Plaintiffs Catherine Lynn Pittman and Troy Vernon Pittman owned a single-family home in the town of Peculiar, Mo., on property that abuts a river. Catherine contacted defendant Colby Yoder, an insurance agent for Farmers Fire Insurance Exchange, a “Write-Your-Own” Standard Flood Insurance Policy (SFIP) company. Catherine specifically told Yoder that she wanted a flood insurance policy to cover the contents of her basement. She detailed the high-value possessions she kept in the basement, including furniture, televisions, kitchen appliances, a computer and hunting supplies.

Yoder asked her several questions to complete the SFIP application. Yoder said that he could procure a federal flood insurance policy that covered up to $250,000 for the house and $100,000 for its contents. He specifically promised that the policy would cover all of the contents of their home, including items in the basement. Catherine did not have a copy of the prospective policy in front of her during this conversation. The parties later executed the policy.

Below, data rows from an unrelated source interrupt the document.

//! RGB streaming CLI
//!
//! Device drivers for two lighting protocols: the Philips Hue Entertainment
//! streaming mode (DTLS-PSK over UDP, documented at
//! https://developers.meethue.com/develop/hue-entertainment/) and the
//! Logitech G915 keyboard's HID++ lighting features.

use std::error::Error;
use std::fmt::{self, Debug, Display, Formatter};
use std::io::{self, Write};
use std::num::ParseIntError;
use std::str::FromStr;
use std::thread;
use std::time::Duration;

use clap::builder::EnumValueParser;
use clap::{
    crate_description, crate_name, crate_version, Arg, ArgAction, ArgMatches, Command, ValueEnum,
};
use hidapi::HidApi;

use crate::driver::RgbDriver;
use crate::hue_bridge::HueBridge;
use crate::hue_entertainment::{DtlsChannel, EntertainmentSession};
use crate::logitech_g915::{
    G915Controller, G915_PID_RECEIVER, G915_PID_WIRED, LOGITECH_VID, SPEED_FASTEST, SPEED_NORMAL,
    SPEED_SLOWEST,
};

mod driver;
mod hue_bridge;
mod hue_entertainment;
mod logitech_g915;

/// Lighting mode for mode-based devices.
#[derive(ValueEnum, Default, PartialEq, Eq, Debug, Copy, Clone)]
pub(crate) enum Mode {
    Off,
    #[default]
    Static,
    Breathing,
    Cycle,
    Wave,
    Direct,
}

/// RGB color.
#[derive(Default, Debug, Copy, Clone, PartialEq, Eq)]
pub(crate) struct Rgb {
    pub r: u8,
    pub g: u8,
    pub b: u8,
}

impl FromStr for Rgb {
    type Err = ();

    fn from_str(s: &str) -> Result<Rgb, ()> {
        let chars = match s.strip_prefix("0x") {
            Some(chars) if chars.len() == 6 => chars,
            _ => return Err(()),
        };

        let color = u32::from_str_radix(chars, 16).map_err(|_| ())?;
        Ok(Rgb {
            r: (color >> 16) as u8,
            g: (color >> 8 & 0xff) as u8,
            b: (color & 0xff) as u8,
        })
    }
}

impl Display for Rgb {
    fn fmt(&self, f: &mut Formatter<'_>) -> fmt::Result {
        write!(f, "0x{:02x}{:02x}{:02x}", self.r, self.g, self.b)
    }
}

/// Effect speed; smaller is faster.
#[derive(PartialEq, Eq, Copy, Clone)]
struct Speed(u16);

impl Default for Speed {
    fn default() -> Self {
        Self(SPEED_NORMAL)
    }
}

impl FromStr for Speed {
    type Err = ParseIntError;

    fn from_str(s: &str) -> Result<Self, Self::Err> {
        match s {
            "slowest" => Ok(Speed(SPEED_SLOWEST)),
            "normal" => Ok(Speed(SPEED_NORMAL)),
            "fastest" => Ok(Speed(SPEED_FASTEST)),
            _ => Ok(Speed(u16::from_str(s)?)),
        }
    }
}

fn main() {
    let cli = cli();

    let result = match cli.subcommand() {
        Some(("hue", matches)) => hue(matches),
        Some(("g915", matches)) => g915(matches),
        _ => Err("no subcommand given".into()),
    };

    match result {
        Ok(()) => println!("\x1b[32mSuccessfully applied changes.\x1b[0m"),
        Err(err) => eprintln!("\x1b[31mError:\x1b[0m {err}"),
    }
}

/// Stream a color to a Hue Entertainment group.
fn hue(matches: &ArgMatches) -> Result<(), Box<dyn Error>> {
    let group_id = required_string(matches, "group");
    let color: Rgb = required_color(matches);

    let mut hold = 5u64;
    replace_from_str(&mut hold, matches, "hold");

    let bridge = HueBridge::new(
        &required_string(matches, "bridge"),
        &required_string(matches, "username"),
        &required_string(matches, "client-key"),
    )?;
    let topology = bridge.group(&group_id)?;

    println!(
        "Streaming {} to group '{}' ({} lights)...",
        color,
        topology.name,
        topology.light_ids.len()
    );

    // The streaming credentials come off the bridge handle; it moves into
    // the session while the channel closure still needs them.
    let ip = bridge.ip().to_string();
    let username = bridge.username().to_string();
    let client_key = bridge.client_key().to_string();

    let mut session = EntertainmentSession::new(bridge, topology, &ip, || {
        DtlsChannel::connect(&ip, &username, &client_key)
    })?;
    print_driver_info(&session);

    let colors = vec![color; session.led_count()];
    session.set_color(&colors);

    // Keep the stream open; dropping the session reverts the group to its
    // pre-streaming state.
    thread::sleep(Duration::from_secs(hold));

    println!("Closing stream to '{}'.", session.group_name());
    Ok(())
}

/// Apply a lighting mode to a Logitech G915 keyboard.
fn g915(matches: &ArgMatches) -> Result<(), Box<dyn Error>> {
    let wired = !matches.get_flag("wireless");
    let mode = *required_enum::<Mode>(matches, "mode");

    let mut speed = Speed::default();
    replace_from_str(&mut speed, matches, "speed");

    // Color channels stay zeroed for modes that do not take a color.
    let color = match mode {
        Mode::Off | Mode::Cycle | Mode::Wave => Rgb::default(),
        _ => required_color(matches),
    };

    let api = HidApi::new()?;
    let pid = if wired { G915_PID_WIRED } else { G915_PID_RECEIVER };
    let device = match api.open(LOGITECH_VID, pid) {
        Ok(device) => device,
        Err(err) => {
            return Err(format!("unable to open device: {err} (root permissions required)").into())
        },
    };

    let mut controller = G915Controller::new(device, wired)?;
    print_driver_info(&controller);

    if let Some(Ok(brightness)) = cli_from_str::<u8>(matches, "brightness") {
        controller.set_brightness(brightness);
    }

    // Latency-sensitive single-key path: skip the full-frame redraw.
    if let Some(Ok(keycode)) = cli_from_str::<u8>(matches, "key") {
        controller.send_single_led(keycode, color);
        controller.commit();
        return Ok(());
    }

    if mode == Mode::Direct {
        controller.initialize_direct();
        let colors = vec![color; controller.led_count()];
        controller.set_color(&colors);
    } else {
        controller.set_mode(mode, speed.0, color);
        controller.commit();
    }

    Ok(())
}

/// Get clap CLI parameters.
fn cli() -> ArgMatches {
    Command::new(crate_name!())
        .version(crate_version!())
        .about(crate_description!())
        .subcommand_required(true)
        .subcommand(
            Command::new("hue")
                .about("Stream a color to a Hue Entertainment group")
                .arg(Arg::new("bridge").help("Bridge IP address").long("bridge").required(true))
                .arg(
                    Arg::new("username")
                        .help("Whitelisted bridge username")
                        .long("username")
                        .required(true),
                )
                .arg(
                    Arg::new("client-key")
                        .help("Entertainment client key (hex)")
                        .long("client-key")
                        .required(true),
                )
                .arg(
                    Arg::new("group")
                        .help("Entertainment group ID")
                        .long("group")
                        .short('g')
                        .required(true),
                )
                .arg(Arg::new("color").help("LED color in RGB [0xRRGGBB]").long("color").short('c'))
                .arg(Arg::new("hold").help("Seconds to keep the stream open").long("hold")),
        )
        .subcommand(
            Command::new("g915")
                .about("Apply a lighting mode to a Logitech G915 keyboard")
                .arg(
                    Arg::new("mode")
                        .help("Lighting mode")
                        .long("mode")
                        .short('m')
                        .ignore_case(true)
                        .value_parser(EnumValueParser::<Mode>::new()),
                )
                .arg(Arg::new("color").help("LED color in RGB [0xRRGGBB]").long("color").short('c'))
                .arg(
                    Arg::new("speed")
                        .help("Effect speed [slowest|normal|fastest|<u16>], smaller is faster")
                        .long("speed")
                        .short('s'),
                )
                .arg(
                    Arg::new("brightness")
                        .help("Lighting brightness [possible values: 0..=255]")
                        .long("brightness")
                        .short('b'),
                )
                .arg(
                    Arg::new("key")
                        .help("Update a single key by HID keycode instead of whole zones")
                        .long("key")
                        .short('k'),
                )
                .arg(
                    Arg::new("wireless")
                        .help("Address the keyboard through the LIGHTSPEED receiver")
                        .long("wireless")
                        .action(ArgAction::SetTrue),
                ),
        )
        .get_matches()
}

/// Print a connected driver's identity block.
fn print_driver_info(driver: &dyn RgbDriver) {
    println!("Device:   {} ({})", driver.name(), driver.location());

    let optional = [
        ("Version", driver.version()),
        ("Vendor", driver.manufacturer()),
        ("Serial", driver.unique_id()),
    ];
    for (label, value) in optional {
        if !value.is_empty() {
            println!("{label}:   {value}");
        }
    }

    println!("LEDs:     {}", driver.led_count());
}

/// Read a required string argument; clap enforces presence.
fn required_string(matches: &ArgMatches, name: &str) -> String {
    matches.get_one::<String>(name).cloned().unwrap_or_default()
}

/// Convert a CLI option from the parameter string.
#[inline]
fn cli_from_str<T>(matches: &ArgMatches, name: &str) -> Option<Result<T, <T as FromStr>::Err>>
where
    T: FromStr,
{
    matches.get_one::<String>(name).map(|value| T::from_str(value))
}

/// Replace a value with the CLI parameter if it is present.
#[inline]
fn replace_from_str<T: FromStr>(option: &mut T, matches: &ArgMatches, name: &str) {
    if let Some(Ok(value)) = cli_from_str(matches, name) {
        *option = value;
    }
}

/// Read the color option from CLI or prompt for STDIN if not present.
fn required_color(matches: &ArgMatches) -> Rgb {
    match cli_from_str(matches, "color") {
        Some(Ok(value)) => return value,
        Some(Err(_)) => eprintln!("\x1b[31mInvalid CLI color parameter.\x1b[0m\n"),
        _ => (),
    }

    loop {
        print!("Please select a color (format: 0xRRGGBB):\n > ");
        let _ = io::stdout().flush();

        let input = stdin_nextline();

        match Rgb::from_str(&input) {
            Ok(value) => {
                println!();
                break value;
            },
            Err(_) => eprintln!(
                "\x1b[31mColor '{input}' does not match format 0xRRGGBB, please try again.\x1b[0m\n"
            ),
        }
    }
}

/// Read an enum option from CLI or prompt for STDIN if not present.
fn required_enum<'a, T>(matches: &'a ArgMatches, name: &str) -> &'a T
where
    T: ValueEnum + Debug + Copy + Sync + Send + 'static,
{
    if let Some(value) = matches.get_one::<T>(name) {
        return value;
    }

    loop {
        // Offer all available variants.
        println!("[{name}] Please select a number:");
        let variants = T::value_variants();
        for (i, variant) in variants.iter().enumerate() {
            println!("  [{i}] {variant:?}");
        }
        print!(" > ");
        let _ = io::stdout().flush();

        let input = stdin_nextline();

        match usize::from_str(&input).ok().and_then(|index| variants.get(index)) {
            Some(variant) => {
                println!();
                return variant;
            },
            _ => println!("\x1b[31mVariant '{input}' does not exist, please try again.\x1b[0m\n"),
        }
    }
}

/// Read next line from STDIN.
#[inline]
fn stdin_nextline() -> String {
    let mut input = String::new();

    let _ = io::stdin().read_line(&mut input);

    input.trim().to_string()
}

#[cfg(test)]
mod tests {
    use super::*;

    #[test]
    fn rgb_parses_hex_triplets() {
        assert_eq!(Rgb::from_str("0xff8001"), Ok(Rgb { r: 0xff, g: 0x80, b: 0x01 }));
        assert_eq!(Rgb::from_str("ff8001"), Err(()));
        assert_eq!(Rgb::from_str("0xff80"), Err(()));
        assert_eq!(Rgb::from_str("0xzzzzzz"), Err(()));
    }

    #[test]
    fn rgb_displays_as_hex() {
        let color = Rgb { r: 0x01, g: 0xab, b: 0xff };
        assert_eq!(color.to_string(), "0x01abff");
    }

    #[test]
    fn speed_accepts_names_and_numbers() {
        assert_eq!(Speed::from_str("slowest").unwrap().0, SPEED_SLOWEST);
        assert_eq!(Speed::from_str("normal").unwrap().0, SPEED_NORMAL);
        assert_eq!(Speed::from_str("fastest").unwrap().0, SPEED_FASTEST);
        assert_eq!(Speed::from_str("500").unwrap().0, 500);
        assert!(Speed::from_str("quick").is_err());
    }
}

In June 2008, the river flooded the Pittmans’ house and damaged some personal property in their basement. Farmers agreed to pay for structural damage and for most of the house’s contents, but refused claims for most items in the basement, because SFIPs, pursuant to federal regulations, specifically limited: “Coverage for items of property … in a basement … to the following items, if installed in their functioning locations and, if necessary for operation, connected to a power source:

  1. Air conditioning units, portable or window type;

  2. Clothes washers and dryers; and

  3. Food freezers, other than walk-in, and food in any freezer.”

Contrary to what Yoder had told Catherine, their policy did not cover most of the items in their basement. The Pittmans formally submitted a claim, but Farmers decided that the claim was incomplete per the policy’s terms and so could not be considered timely. They properly executed their proof of loss in July 2012, over four years after the flood and well beyond the 60-day requirement of the policy.

Analysis

In court, Yoder moved for summary judgment on all claims against him: breach of contract, vexatious refusal to pay, negligent procurement and negligent misrepresentation. As for the first two claims, because the Pittmans conceded that “actions for breach of contract and vexatious refusal to pay … cannot be asserted against Defendant Yoder,” the court granted Yoder summary judgment on these claims.

Count II alleged that Yoder negligently failed to procure insurance for the Pittmans that covered the contents of their basement. As the court explained, a negligent procurement claim cannot stand when “there was no insurance that could be purchased insuring against the peril causing the loss.”

The court found that there was a genuine dispute over facts material to the Pittmans’ negligent misrepresentation claim and concluded that it must deny summary judgment to Yoder.

SFIP policies, which are governed by National Flood Insurance Program regulations, look like an insurance policy but are, rather, a tightly limited government entitlement, providing funds to rebuild a dwelling and replace its contents after a flood that no insurance company is willing to cover. The policy wording is strictly enforced. The agent who sold the policy is considered to be a broker, transacting insurance with, but not on behalf of the insurer, who, regardless of the name on the policy is really the U.S. Treasury. If the agent misrepresents the coverages available and the insured relies on that representation to the insured’s detriment, the agent may be held liable for damages resulting from the misrepresentation. It will take a trial to tell whether Yoder owes anything to the Pittman.